A home is the ultimate investment for an individual. As such it makes a lot of sense to ensure its safety and upkeep. Further to this the market today offers numerous home insurance plans to suit various requirements.
Home insurance covers natural and man-made calamities including fire, earthquake, lightning, floods and explosions among others. You can choose to buy insurance for only the building or only the contents or both.
Some of insurance companies offering home insurance include ICICI Lombard (Home Gold Plan), HSBC (HomeSecure), The New India Assurance Company (Householders Policy) and Bajaj Allianz (Householders).
Insurance companies come out with different home insurance policies to suit the unique needs of their customers. While some policies have a standard/fixed cover, others are flexible package, including a basket of coverage(s). The premium for such covers is higher than the standard cover. This is because the risk of the company insuring is more. Insurance companies offer various kinds of covers.
For instance, the burglary cover for the contents of your home are covered against loss due to burglary or an attempted burglary. It also covers loss of jewellery, silver articles and precious stones kept under lock and key, subject to conditions. Optional covers include terrorism cover for damages and losses to the structure and/or contents of your home due to acts of terrorism. Additional expenses of rent for alternative accommodation are covered. If you are forced to shift into an alternative accommodation because your home is destroyed or damaged by any insured peril, the policy will cover you against the additional rent.
How it is assessed
Assessing the value of your home structure is a key in home insurance. Normally the area is assessed as per the area of your home multiplied by the rate of construction per square foot, as on the date of taking the policy. For example, if your home is 1,200 sq ft and the construction rate per sq ft is Rs 1,000, then the sum insured for your home’s building structure is Rs 12 lakhs. Contents are assessed on the market value of the items. This means that if there were a loss, the claim would be paid on the value of purchasing a similar new item, less depreciation for the usage.
This includes household appliances, furniture, jewellery, personal effects and miscellaneous items. A property more than 50 years old is not insured. Another point considered while insuring a home is that companies only consider permanent construction. Keeping the above factors in mind, an individual has to pay the premium every month/quarter/six months according to the sum insured. The factors to be kept in mind while calculating the insurance premium and accepting the home insurance quote being offered by the home insurance company include area of the property (calculated in sq ft), location and neighbourhood, approximate rate of construction and permanent construction on the land.
Facts about figures
Normally the insurance policy is very specific on what is covered and what is not. It is always advisable you read the fine print for details on the policy. Normally there is no liability for loss or damage by the insured and/or insured’s domestic staff’s direct or indirect involvement in an attempted burglary.

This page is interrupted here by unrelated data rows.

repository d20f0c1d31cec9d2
//! Response normalization for remote agent invocations.
//!
//! Remote agents answer in one of three encodings:
//!
//! 1. buffered JSON (`application/json`), delivered as byte chunks that
//!    concatenate into one document;
//! 2. server-sent events (`text/event-stream`), delivered as lines;
//! 3. anything else, delivered as opaque chunks or a pre-rendered body.
//!
//! [`normalize`] turns every one of them into plain text and never fails.
//! Malformed upstream JSON degrades to the raw body.
//!
//! Text extraction from a JSON document runs an ordered list of extractors
//! ([`EXTRACTORS`]); the first that yields a string wins.

use serde_json::Value;

/// Prefix stripped from event-stream lines.
const SSE_DATA_PREFIX: &str = "data: ";

// ============================================================================
// Wire body
// ============================================================================

/// One piece of a streamed body.
#[derive(Debug, Clone, PartialEq, Eq)]
pub enum Chunk {
    Bytes(Vec<u8>),
    Text(String),
}

impl From<Vec<u8>> for Chunk {
    fn from(bytes: Vec<u8>) -> Self {
        Chunk::Bytes(bytes)
    }
}

impl From<&[u8]> for Chunk {
    fn from(bytes: &[u8]) -> Self {
        Chunk::Bytes(bytes.to_vec())
    }
}

impl From<String> for Chunk {
    fn from(text: String) -> Self {
        Chunk::Text(text)
    }
}

impl From<&str> for Chunk {
    fn from(text: &str) -> Self {
        Chunk::Text(text.to_string())
    }
}

/// A response body as received from a transport.
#[derive(Debug, Clone, PartialEq, Eq)]
pub enum ResponseBody {
    /// Iterable body: byte chunks, decoded strings, or event-stream lines.
    Chunks(Vec<Chunk>),
    /// Body without chunk iteration; used verbatim.
    Opaque(String),
}

impl ResponseBody {
    /// Build a line-oriented body, one chunk per line.
    pub fn from_lines<I, S>(lines: I) -> Self
    where
        I: IntoIterator<Item = S>,
        S: Into<String>,
    {
        ResponseBody::Chunks(
            lines
                .into_iter()
                .map(|line| {
                    let mut text: String = line.into();
                    text.push('\n');
                    Chunk::Text(text)
                })
                .collect(),
        )
    }

    /// Concatenate every chunk, decoding bytes as lossy UTF-8.
    ///
    /// Consecutive byte chunks are decoded as one run, so a character split
    /// across network chunks survives.
    pub fn concat(&self) -> String {
        match self {
            ResponseBody::Chunks(chunks) => {
                let mut out = String::new();
                let mut pending: Vec<u8> = Vec::new();
                for chunk in chunks {
                    match chunk {
                        Chunk::Bytes(bytes) => pending.extend_from_slice(bytes),
                        Chunk::Text(text) => {
                            flush_bytes(&mut pending, &mut out);
                            out.push_str(text);
                        }
                    }
                }
                flush_bytes(&mut pending, &mut out);
                out
            }
            ResponseBody::Opaque(text) => text.clone(),
        }
    }
}

fn flush_bytes(pending: &mut Vec<u8>, out: &mut String) {
    if !pending.is_empty() {
        out.push_str(&String::from_utf8_lossy(pending));
        pending.clear();
    }
}

impl Default for ResponseBody {
    fn default() -> Self {
        ResponseBody::Chunks(Vec::new())
    }
}

/// Raw response handed from a transport to the normalizer.
#[derive(Debug, Clone, Default, PartialEq, Eq)]
pub struct RawResponse {
    /// Declared content type, if the transport reported one.
    pub content_type: Option<String>,
    pub body: ResponseBody,
}

impl RawResponse {
    pub fn new(content_type: Option<&str>, body: ResponseBody) -> Self {
        Self {
            content_type: content_type.map(str::to_string),
            body,
        }
    }

    /// Buffered JSON response.
    pub fn json(value: &Value) -> Self {
        Self::new(
            Some("application/json"),
            ResponseBody::Chunks(vec![Chunk::Bytes(value.to_string().into_bytes())]),
        )
    }

    /// Event-stream response made of the given lines.
    pub fn event_stream<I, S>(lines: I) -> Self
    where
        I: IntoIterator<Item = S>,
        S: Into<String>,
    {
        Self::new(Some("text/event-stream"), ResponseBody::from_lines(lines))
    }

    /// Normalize this response to text.
    pub fn into_text(self) -> String {
        normalize(self.content_type.as_deref(), &self.body)
    }
}

// ============================================================================
// Normalization
// ============================================================================

/// Decoding path chosen from the declared content type.
#[derive(Debug, Clone, Copy, PartialEq, Eq)]
enum Encoding {
    Json,
    EventStream,
    Opaque,
}

impl Encoding {
    fn detect(content_type: Option<&str>) -> Self {
        let Some(content_type) = content_type else {
            return Encoding::Opaque;
        };
        let essence = content_type
            .split(';')
            .next()
            .unwrap_or_default()
            .trim()
            .to_ascii_lowercase();
        if essence == "application/json" {
            Encoding::Json
        } else if content_type.contains("text/event-stream") {
            Encoding::EventStream
        } else {
            Encoding::Opaque
        }
    }
}

/// Decode a remote agent response into plain text.
///
/// # Example
///
/// ```
/// use switchboard::normalize::{normalize, ResponseBody};
///
/// let body = ResponseBody::Chunks(vec![br#"{"result":"hi"}"#.to_vec().into()]);
/// assert_eq!(normalize(Some("application/json"), &body), "hi");
///
/// let body = ResponseBody::from_lines(["data: foo", "data: bar"]);
/// assert_eq!(normalize(Some("text/event-stream"), &body), "foo\nbar");
/// ```
pub fn normalize(content_type: Option<&str>, body: &ResponseBody) -> String {
    match Encoding::detect(content_type) {
        Encoding::Json => {
            let raw = body.concat();
            match serde_json::from_str::<Value>(&raw) {
                Ok(value) => extract_text(&value),
                Err(e) => {
                    tracing::debug!(error = %e, "Agent response is not valid JSON, using raw body");
                    raw
                }
            }
        }
        Encoding::EventStream => decode_event_stream(&body.concat()),
        Encoding::Opaque => body.concat(),
    }
}

/// Strip the `data: ` prefix from every line and join with newlines.
/// Empty lines are frame separators and are dropped.
fn decode_event_stream(raw: &str) -> String {
    raw.lines()
        .map(|line| line.trim_end_matches('\r'))
        .filter(|line| !line.is_empty())
        .map(|line| line.strip_prefix(SSE_DATA_PREFIX).unwrap_or(line))
        .collect::<Vec<_>>()
        .join("\n")
}

// ============================================================================
// Text extraction
// ============================================================================

/// An extractor tries one JSON shape and yields text when it matches.
pub type Extractor = fn(&Value) -> Option<String>;

/// Extractors in priority order. The last one always succeeds.
pub const EXTRACTORS: &[Extractor] = &[
    extract_envelope,
    extract_result,
    extract_message,
    extract_fallback,
];

/// Run [`EXTRACTORS`] in order over `value`.
pub fn extract_text(value: &Value) -> String {
    EXTRACTORS
        .iter()
        .find_map(|extract| extract(value))
        .unwrap_or_else(|| value.to_string())
}

/// `value.content[0].text`
fn extract_envelope(value: &Value) -> Option<String> {
    value
        .get("content")?
        .get(0)?
        .get("text")?
        .as_str()
        .map(str::to_string)
}

/// An envelope or a plain string under `field`.
fn envelope_or_string(value: &Value, field: &str) -> Option<String> {
    let inner = value.get(field)?;
    if let Some(text) = inner.as_str() {
        return Some(text.to_string());
    }
    extract_envelope(inner)
}

/// `value.result`
fn extract_result(value: &Value) -> Option<String> {
    envelope_or_string(value, "result")
}

/// `value.message`
fn extract_message(value: &Value) -> Option<String> {
    envelope_or_string(value, "message")
}

/// Whole value. A bare JSON string is used without quotes.
fn extract_fallback(value: &Value) -> Option<String> {
    Some(match value {
        Value::String(s) => s.clone(),
        other => other.to_string(),
    })
}

#[cfg(test)]
mod tests {
    use super::*;
    use serde_json::json;

    fn json_body(raw: &str) -> ResponseBody {
        ResponseBody::Chunks(vec![Chunk::Bytes(raw.as_bytes().to_vec())])
    }

    #[test]
    fn test_envelope() {
        let body = json_body(r#"{"content":[{"text":"hi"}]}"#);
        assert_eq!(normalize(Some("application/json"), &body), "hi");
    }

    #[test]
    fn test_result_string() {
        let body = json_body(r#"{"result":"hi"}"#);
        assert_eq!(normalize(Some("application/json"), &body), "hi");
    }

    #[test]
    fn test_result_envelope() {
        let body = json_body(r#"{"result":{"role":"assistant","content":[{"text":"hi"}]}}"#);
        assert_eq!(normalize(Some("application/json"), &body), "hi");
    }

    #[test]
    fn test_message_envelope() {
        let body = json_body(r#"{"message":{"content":[{"text":"hi"}]}}"#);
        assert_eq!(normalize(Some("application/json"), &body), "hi");
    }

    #[test]
    fn test_priority_order() {
        let value = json!({
            "message": "third",
            "result": "second",
            "content": [{"text": "first"}]
        });
        assert_eq!(extract_text(&value), "first");

        let value = json!({"message": "third", "result": "second"});
        assert_eq!(extract_text(&value), "second");

        // A non-string, non-envelope result falls through to message.
        let value = json!({"message": "third", "result": 42});
        assert_eq!(extract_text(&value), "third");
    }

    #[test]
    fn test_fallback_stringifies() {
        let value = json!({"status": "ok", "value": 345});
        let text = extract_text(&value);
        let reparsed: Value = serde_json::from_str(&text).unwrap();
        assert_eq!(reparsed, value);

        assert_eq!(extract_text(&json!("plain")), "plain");
        assert_eq!(extract_text(&json!(345)), "345");
        // Empty content array is not an envelope.
        assert_eq!(extract_text(&json!({"content": []})), r#"{"content":[]}"#);
    }

    #[test]
    fn test_malformed_json_returns_raw() {
        let body = ResponseBody::Chunks(vec![Chunk::Bytes(b"{not json".to_vec())]);
        assert_eq!(normalize(Some("application/json"), &body), "{not json");
    }

    #[test]
    fn test_json_split_across_chunks() {
        let body = ResponseBody::Chunks(vec![
            Chunk::Bytes(br#"{"content":[{"te"#.to_vec()),
            Chunk::Bytes(br#"xt":"345"}]}"#.to_vec()),
        ]);
        assert_eq!(normalize(Some("application/json"), &body), "345");
    }

    #[test]
    fn test_json_content_type_with_parameters() {
        let body = json_body(r#"{"result":"hi"}"#);
        assert_eq!(normalize(Some("application/json; charset=utf-8"), &body), "hi");
        assert_eq!(normalize(Some("Application/JSON"), &body), "hi");
    }

    #[test]
    fn test_event_stream_lines() {
        let body = ResponseBody::from_lines(["data: foo", "data: bar"]);
        assert_eq!(normalize(Some("text/event-stream"), &body), "foo\nbar");
    }

    #[test]
    fn test_event_stream_split_chunks_and_separators() {
        let body = ResponseBody::Chunks(vec![
            Chunk::Bytes(b"data: fo".to_vec()),
            Chunk::Bytes(b"o\n\ndata: bar\r\n\n".to_vec()),
            Chunk::Text("plain line\n".into()),
        ]);
        assert_eq!(
            normalize(Some("text/event-stream; charset=utf-8"), &body),
            "foo\nbar\nplain line"
        );
    }

    #[test]
    fn test_unknown_content_type_concatenates_chunks() {
        let body = ResponseBody::Chunks(vec![
            Chunk::Bytes(b"34".to_vec()),
            Chunk::Text("5".into()),
        ]);
        assert_eq!(normalize(Some("text/plain"), &body), "345");
        assert_eq!(normalize(None, &body), "345");
    }

    #[test]
    fn test_opaque_body_used_verbatim() {
        let body = ResponseBody::Opaque("<response 200>".into());
        assert_eq!(normalize(None, &body), "<response 200>");
    }

    #[test]
    fn test_multibyte_char_split_across_chunks() {
        // "è" is 0xC3 0xA8.
        let body = ResponseBody::Chunks(vec![
            Chunk::Bytes(b"{\"result\":\"caff\xC3".to_vec()),
            Chunk::Bytes(b"\xA8\"}".to_vec()),
        ]);
        assert_eq!(normalize(Some("application/json"), &body), "caff\u{e8}");

        let body = ResponseBody::Chunks(vec![
            Chunk::Bytes(b"data: citt\xC3".to_vec()),
            Chunk::Bytes(b"\xA0\n\n".to_vec()),
        ]);
        assert_eq!(normalize(Some("text/event-stream"), &body), "citt\u{e0}");
    }

    #[test]
    fn test_text_chunk_flushes_pending_bytes() {
        let body = ResponseBody::Chunks(vec![
            Chunk::Bytes(b"caff\xC3\xA8".to_vec()),
            Chunk::Text(" e ".into()),
            Chunk::Bytes(b"t\xC3".to_vec()),
            Chunk::Bytes(b"\xA8".to_vec()),
        ]);
        assert_eq!(body.concat(), "caff\u{e8} e t\u{e8}");
    }

    #[test]
    fn test_invalid_utf8_is_lossy() {
        let body = ResponseBody::Chunks(vec![Chunk::Bytes(vec![0x61, 0xff, 0x62])]);
        assert_eq!(normalize(None, &body), "a\u{fffd}b");
    }

    #[test]
    fn test_raw_response_helpers() {
        let raw = RawResponse::json(&json!({"content": [{"text": "345"}]}));
        assert_eq!(raw.into_text(), "345");
        let raw = RawResponse::event_stream(["data: a", "", "data: b"]);
        assert_eq!(raw.into_text(), "a\nb");
    }
}
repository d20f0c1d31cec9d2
//! Utils module - Utility functions and helpers

pub mod logging;
pub mod string;
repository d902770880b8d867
use ::serenity::all::ClientBuilder;
use discord_bot::commands::help::HelpRegistry;
use discord_bot::config::Config;
use discord_bot::{Data, Error, commands};
use dotenv::dotenv;
use poise::serenity_prelude as serenity;
use tracing::{error, info};
use tracing_subscriber::{EnvFilter, FmtSubscriber};

#[tokio::main]
async fn main() -> Result<(), Error> {
    // Initialize logging with debug level for our crate
    FmtSubscriber::builder()
        .with_env_filter(
            EnvFilter::try_from_default_env()
                .unwrap_or_else(|_| EnvFilter::new("discord_bot=debug,warn")),
        )
        .with_thread_ids(true)
        .with_line_number(true)
        .with_file(true)
        .with_target(true)
        .with_ansi(true)
        .pretty()
        .init();

    dotenv().ok();

    let config = Config::from_env()?;
    info!(
        "Starting bot with prefix {:?} (music settings: {:?})",
        config.command_prefix, config.music
    );

    let intents = serenity::GatewayIntents::non_privileged()
        | serenity::GatewayIntents::MESSAGE_CONTENT
        | serenity::GatewayIntents::GUILD_VOICE_STATES;

    let token = config.discord_token.clone();
    let prefix = config.command_prefix.clone();

    #[cfg(feature = "music")]
    let (songbird, music) = music_stack(&config);

    let data = Data {
        help: HelpRegistry::new(),
        #[cfg(feature = "music")]
        music: music.clone(),
        config,
    };

    let framework = poise::Framework::builder()
        .options(poise::FrameworkOptions {
            commands: commands::all(),
            prefix_options: poise::PrefixFrameworkOptions {
                prefix: Some(prefix),
                ..Default::default()
            },
            on_error: |error| {
                Box::pin(async move {
                    if let Err(e) = poise::builtins::on_error(error).await {
                        error!("Error while handling error: {}", e);
                    }
                })
            },
            ..Default::default()
        })
        .setup(|ctx, ready, framework| {
            Box::pin(async move {
                info!("Logged in as {}", ready.user.name);
                poise::builtins::register_globally(ctx, &framework.options().commands).await?;
                Ok(data)
            })
        });

    let client_builder = ClientBuilder::new(token, intents).framework(framework.build());

    #[cfg(feature = "music")]
    let client_builder = {
        use songbird::SerenityInit;

        client_builder
            .event_handler(discord_bot::events::Handler::new(music))
            .register_songbird_with(songbird)
    };

    let mut client = client_builder.await?;

    let shard_manager = client.shard_manager.clone();
    tokio::spawn(async move {
        if tokio::signal::ctrl_c().await.is_ok() {
            info!("Received Ctrl-C, shutting down");
            shard_manager.shutdown_all().await;
        }
    });

    client.start().await.map_err(Into::into)
}

/// Songbird instance and music manager sharing it.
#[cfg(feature = "music")]
fn music_stack(
    config: &Config,
) -> (
    std::sync::Arc<songbird::Songbird>,
    std::sync::Arc<commands::music::SongbirdMusic>,
) {
    use commands::music::SongbirdMusic;
    use commands::music::audio_sources::youtube::YtDlpResolver;
    use commands::music::utils::notifier::SerenityNotifier;
    use commands::music::utils::songbird_voice::SongbirdVoice;
    use std::sync::Arc;

    let songbird = songbird::Songbird::serenity();
    let http = Arc::new(serenity::Http::new(&config.discord_token));

    let music = SongbirdMusic::new(
        Arc::new(SongbirdVoice::new(songbird.clone(), config.music.volume)),
        Arc::new(YtDlpResolver::new(reqwest::Client::new())),
        Arc::new(SerenityNotifier::new(http, config.music.inactivity_timeout)),
        config.music.clone(),
    );

    (songbird, Arc::new(music))
}
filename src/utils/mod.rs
//! This module aggregates various utility submodules used throughout the application.

/// Sending messages with a direct-message fallback when a channel is locked.
pub mod communication;
/// Embed formatting shared by every command module.
pub mod embeds;
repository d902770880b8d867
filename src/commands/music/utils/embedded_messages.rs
use super::music_manager::MusicError;
use super::session::{PlaybackStatus, QueueSnapshot};
use super::voice::DisconnectReason;
use super::{format_duration, truncate_title};
use crate::commands::help::Module;
use crate::commands::music::audio_sources::track_metadata::TrackMetadata;
use crate::utils::embeds::module_embed;
use serenity::all::{CreateEmbed, Mentionable, UserId};
use std::time::Duration;

/// Rows listed in an "added" embed before the rest is summarized.
const MAX_LISTED_TRACKS: usize = 10;

/// Music response addressed to `user`.
pub fn response(user: UserId, title: &str, content: &str) -> CreateEmbed {
    module_embed(Module::Music, title, format!("{} {}", user.mention(), content), false)
}

/// Music error addressed to `user`.
pub fn error(user: UserId, title: &str, content: &str) -> CreateEmbed {
    module_embed(Module::Music, title, format!("{} {}", user.mention(), content), true)
}

/// What users are told when a music operation fails.
pub fn error_message(err: &MusicError) -> String {
    match err {
        MusicError::UserNotInVoiceChannel => "You need to be `connected` to a channel !".into(),
        MusicError::NotConnected => "The bot is currently not connected ...".into(),
        MusicError::NothingPlaying | MusicError::AlreadyPaused => {
            "The bot is not currently playing a song ...".into()
        }
        MusicError::NotPaused => "The bot is currently playing a song ...".into(),
        MusicError::JoinTimeout | MusicError::JoinError(_) => {
            "Failed to `connect` to your channel !".into()
        }
        MusicError::NotInGuild => "This command only works in a server ...".into(),
        other => format!("Something went wrong: {other}"),
    }
}

pub fn music_error(user: UserId, title: &str, err: &MusicError) -> CreateEmbed {
    error(user, title, &error_message(err))
}

fn track_rows(tracks: &[TrackMetadata]) -> (String, String) {
    let mut names = String::new();
    let mut durations = String::new();

    for (index, track) in tracks.iter().take(MAX_LISTED_TRACKS).enumerate() {
        names.push_str(&format!("`#{}` - `{}`\n", index + 1, truncate_title(&track.title)));
        durations.push_str(&format!("`{}`\n", format_duration(track.duration)));
    }
    if tracks.len() > MAX_LISTED_TRACKS {
        names.push_str(&format!("... and {} more\n", tracks.len() - MAX_LISTED_TRACKS));
    }

    (names, durations)
}

/// Response of `add` / `play` once tracks are queued.
pub fn added(user: UserId, tracks: &[TrackMetadata]) -> CreateEmbed {
    let plural = if tracks.len() > 1 { "s" } else { "" };
    let (names, durations) = track_rows(tracks);

    let mut embed = response(
        user,
        "Add",
        &format!("`Added` {} song{plural} to the queue !", tracks.len()),
    )
    .field(format!("Track{plural} Queued:"), names, true)
    .field(format!("Duration{plural}:"), durations, true);

    if let Some(thumbnail) = tracks.first().and_then(|track| track.thumbnail.clone()) {
        embed = embed.thumbnail(thumbnail);
    }
    embed
}

/// Results of `search`, to pick from in the attached menu.
pub fn search_results(user: UserId, tracks: &[TrackMetadata]) -> CreateEmbed {
    let (names, durations) = track_rows(tracks);
    response(user, "Search", "Pick the songs to `add` to the queue !")
        .field("Results:", names, true)
        .field("Durations:", durations, true)
}

pub fn now_playing(user: UserId, track: &TrackMetadata) -> CreateEmbed {
    let mut embed = response(
        user,
        "Now Playing",
        &format!("`Playing` [{}]({}) !", truncate_title(&track.title), track.url),
    )
    .field("Duration", format!("`{}`", format_duration(track.duration)), true);

    if let Some(thumbnail) = &track.thumbnail {
        embed = embed.thumbnail(thumbnail);
    }
    embed
}

pub fn track_failed(user: UserId, track: &TrackMetadata) -> CreateEmbed {
    error(
        user,
        "Now Playing",
        &format!(
            "Could not play [{}]({}), skipping it ...",
            truncate_title(&track.title),
            track.url
        ),
    )
}

pub fn disconnected(user: UserId, reason: DisconnectReason, timeout: Duration) -> CreateEmbed {
    let content = match reason {
        DisconnectReason::Command => "`Disconnected` the bot !".to_string(),
        DisconnectReason::Inactivity => format!(
            "`Disconnected` after {} of inactivity !",
            format_duration(timeout)
        ),
        DisconnectReason::Platform => {
            "`Disconnected` from the voice channel, the queue was cleared !".to_string()
        }
    };
    response(user, "Disconnect", &content)
}

fn describe_playback(playback: &PlaybackStatus) -> String {
    let line = |state: &str, track: &TrackMetadata| {
        format!(
            "{state} [{}]({}) `{}`",
            truncate_title(&track.title),
            track.url,
            format_duration(track.duration)
        )
    };

    match playback {
        PlaybackStatus::Idle => "🔇 Nothing playing".to_string(),
        PlaybackStatus::Resolving(track) => line("⏳ Loading", track),
        PlaybackStatus::Playing(track) => line("▶️ Playing", track),
        PlaybackStatus::Paused(track) => line("⏸️ Paused", track),
    }
}

/// Queue overview of the `queue` command.
pub fn queue(user: UserId, snapshot: &QueueSnapshot) -> CreateEmbed {
    let mut description = describe_playback(&snapshot.playback);
    description.push_str("\n\n");

    if snapshot.upcoming.is_empty() {
        description.push_str("📭 The queue is `empty` ...");
    } else {
        for (index, entry) in snapshot.upcoming.iter().enumerate() {
            description.push_str(&format!(
                "`#{}` - `{}` `{}`\n",
                index + 1,
                truncate_title(&entry.track.title),
                format_duration(entry.track.duration)
            ));
        }
        let hidden = snapshot.queue_len.saturating_sub(snapshot.upcoming.len());
        if hidden > 0 {
            description.push_str(&format!("... and {hidden} more\n"));
        }
    }

    response(user, "Queue", &description).field(
        "Total:",
        format!(
            "`{}` song(s) - `{}`",
            snapshot.queue_len,
            format_duration(snapshot.total_duration)
        ),
        false,
    )
}
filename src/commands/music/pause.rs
use super::*;

/// Put the current song in pause.
#[poise::command(slash_command, prefix_command, guild_only, category = "Music")]
pub async fn pause(ctx: Context<'_>) -> CommandResult {
    ctx.defer().await?;
    let context = request_context(ctx)?;
    let session = ctx.data().music.session(context.guild_id);

    report(ctx, "Pause", session.pause().await, "`Paused` the bot !").await
}

/// Resume the current song.
#[poise::command(slash_command, prefix_command, guild_only, category = "Music")]
pub async fn resume(ctx: Context<'_>) -> CommandResult {
    ctx.defer().await?;
    let context = request_context(ctx)?;
    let session = ctx.data().music.session(context.guild_id);

    report(ctx, "Resume", session.resume().await, "`Resumed` the bot !").await
}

Under Section 1 (B) the Householder's Insurance policy, any loss or damage suffered to the following is treated as an exception and cannot be claimed. These include consumable articles, money/ securities/ stamps/ stamp collection, bullion and livestock, motor vehicles and pedal cycle, deeds/ bonds/ bills of exchange/ promissory notes/ shares books/ manuscripts, loose precious stones, jewellery and valuables.
If the property is sold and if the new owner of the house wants to continue the cover, the insurance company might issue an endorsement on the name of the insured and pass the policy in the name of the current owner of the house. The claim settlement procedure in home insurance includes personal information like the contact details, details of the policy undertaken and inspection of the site by the company appointed surveyor.
The claim is processed within two weeks of the complete documentation. Approval of the claim letter is sent to the claimant with the settlement amount approved and payment of the home insurance claim cheque. The home insurance companies follow a fixed procedure to settle the insurance claim. You are required to submit completed documents in order to fasten the claim procedure. These include duly completed and signed claim form, copy of the FIR, a final police report, copies of all invoices, price lists and letter of indemnity. So remember to insure your home and let go of your worries.